Optionally, the following keys may also be included:

  • repoURLIsRegex: Set this to true if the value of the repoURL key is a regular expression. Any other value of this key or the absence of this key is interpreted as false.
note

When Kargo searches for repository credentials in a project Namespace, it first checks all appropriately labeled Secrets for a repoURL value matching the repository URL exactly. Only if no Secret is an exact match does it check all appropriately labeled Secrets for a repoURL value containing a regular expression matching the repository URL.

When searching for an exact match, and again when searching for a pattern match, appropriately labeled Secrets are considered in lexical order by name.

caution

Only username/password (or personal access token) authentication is supported at this time. Others are likely to be added in the future.

Global Credentials

In cases where one or more sets of credentials are needed widely across all Kargo projects, the administrator/operator installing Kargo may opt-in to designating one or more Namespaces as homes for "global" credentials using the controller.globalCredentials.namespaces setting in Kargo's Helm chart. Refer to the advanced section of the installation guide for more details.

note

Any matching credentials (exact match or pattern match) found in a project's own Namespace take precedence over those found in any global credentials Namespace.

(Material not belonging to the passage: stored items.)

//! Editor capability interface.
//!
//! Handlers never talk to the editor directly. They go through an
//! [`EditorHost`] resolved once at construction; every method has a no-op
//! default so a partial host only implements what it supports. [`NullHost`]
//! is used when no editor is attached.

use crate::input::InputEvent;

/// Failure reported by an [`EditorHost`].
#[derive(Debug, Clone, PartialEq, Eq, thiserror::Error)]
pub enum HostError {
    /// No editor is attached.
    #[error("editor is not available")]
    Unavailable,

    /// The host does not implement this operation.
    #[error("operation not supported by host: {0}")]
    Unsupported(&'static str),

    /// The requested scene does not exist.
    #[error("scene not found: {0}")]
    SceneNotFound(String),

    /// The host attempted the operation and it failed.
    #[error("{0}")]
    Failed(String),
}

impl HostError {
    /// Wire error code.
    pub fn code(&self) -> &'static str {
        match self {
            Self::Unavailable => "NO_EDITOR",
            Self::Unsupported(_) => "NOT_SUPPORTED",
            Self::SceneNotFound(_) => "SCENE_NOT_FOUND",
            Self::Failed(_) => "HOST_ERROR",
        }
    }
}

/// Capabilities the protocol layer needs from the editor.
pub trait EditorHost: Send + Sync {
    /// Whether an editor is attached at all.
    fn is_available(&self) -> bool {
        false
    }

    /// Editor version string, when known.
    fn editor_version(&self) -> Option<String> {
        None
    }

    /// Start playing `scene`, or the main scene when `None`.
    fn play(&self, scene: Option<String>) -> Result<(), HostError> {
        let _ = scene;
        Err(HostError::Unsupported("play"))
    }

    /// Stop the running game.
    fn stop(&self) -> Result<(), HostError> {
        Err(HostError::Unsupported("stop"))
    }

    /// Whether a game is currently running.
    fn is_playing(&self) -> bool {
        false
    }

    /// Apply an input event to the editor's own input queue.
    fn inject_input(&self, event: &InputEvent) -> Result<(), HostError> {
        let _ = event;
        Err(HostError::Unsupported("inject_input"))
    }
}

/// Host used when no editor is attached.
#[derive(Debug, Default, Clone, Copy)]
pub struct NullHost;

impl EditorHost for NullHost {}

#[cfg(test)]
mod tests {
    use super::*;
    use crate::input::{ActionInput, InputEvent};

    #[test]
    fn null_host_reports_unavailable() {
        let host = NullHost;
        assert!(!host.is_available());
        assert!(!host.is_playing());
        assert!(host.editor_version().is_none());
    }

    #[test]
    fn null_host_rejects_operations() {
        let host = NullHost;
        let err = host.play(None).unwrap_err();
        assert_eq!(err.code(), "NOT_SUPPORTED");
        let ev = InputEvent::Action(ActionInput::default());
        assert!(host.inject_input(&ev).is_err());
    }

    #[test]
    fn error_codes() {
        assert_eq!(HostError::Unavailable.code(), "NO_EDITOR");
        assert_eq!(HostError::SceneNotFound("res://a.tscn".into()).code(), "SCENE_NOT_FOUND");
        assert_eq!(HostError::Failed("boom".into()).to_string(), "boom");
    }

    mockall::mock! {
        Host {}
        impl EditorHost for Host {
            fn is_available(&self) -> bool;
            fn is_playing(&self) -> bool;
            fn play(&self, scene: Option<String>) -> Result<(), HostError>;
        }
    }

    #[test]
    fn partial_host_keeps_defaults() {
        let mut host = MockHost::new();
        let _ = host.expect_is_available().return_const(true);
        let _ = host
            .expect_play()
            .withf(|scene| scene.as_deref() == Some("res://main.tscn"))
            .times(1)
            .returning(|_| Ok(()));
        assert!(host.is_available());
        host.play(Some("res://main.tscn".into())).unwrap();
        assert!(host.stop().is_err());
    }
}
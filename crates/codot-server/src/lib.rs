//! # codot-server
//!
//! Axum HTTP + `WebSocket` transport for the Codot command protocol.
//!
//! - `/` and `/ws`: client connections, one JSON command per text frame
//! - `/game`: the instrumented game process, bridged into the debugger
//! - `/health`: liveness and connection counts
//! - Connection registry with push delivery for event subscriptions
//! - Heartbeat, connection limits, and graceful shutdown via
//!   `CancellationToken`

#![deny(unsafe_code)]

pub mod config;
pub mod health;
pub mod metrics;
pub mod server;
pub mod shutdown;
pub mod websocket;

pub use config::ServerConfig;
pub use server::{CodotServer, ServerError};
pub use shutdown::ShutdownCoordinator;
pub use websocket::registry::{ConnectionRegistry, DisconnectHook, DisconnectReason, SendStatus};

When Kargo searches for repository credentials in global credentials Namespaces, it first checks all appropriately labeled Secrets for a repoURL value matching the repository URL exactly. Only if no Secret is an exact match does it check all appropriately labeled Secrets for a repoURL value containing a regular expression matching the repository URL.

When searching for an exact match, and again when searching for a pattern match, appropriately labeled Secrets are considered in lexical order by name.

When Kargo is configured with multiple global credentials Namespaces, they are searched in lexical order by name. Only after no exact match and no pattern match is found in one global credentials Namespace does Kargo search the next.

caution

It is important to understand the security implications of this feature. Any credentials stored in a global credentials Namespace will be available to all Kargo projects.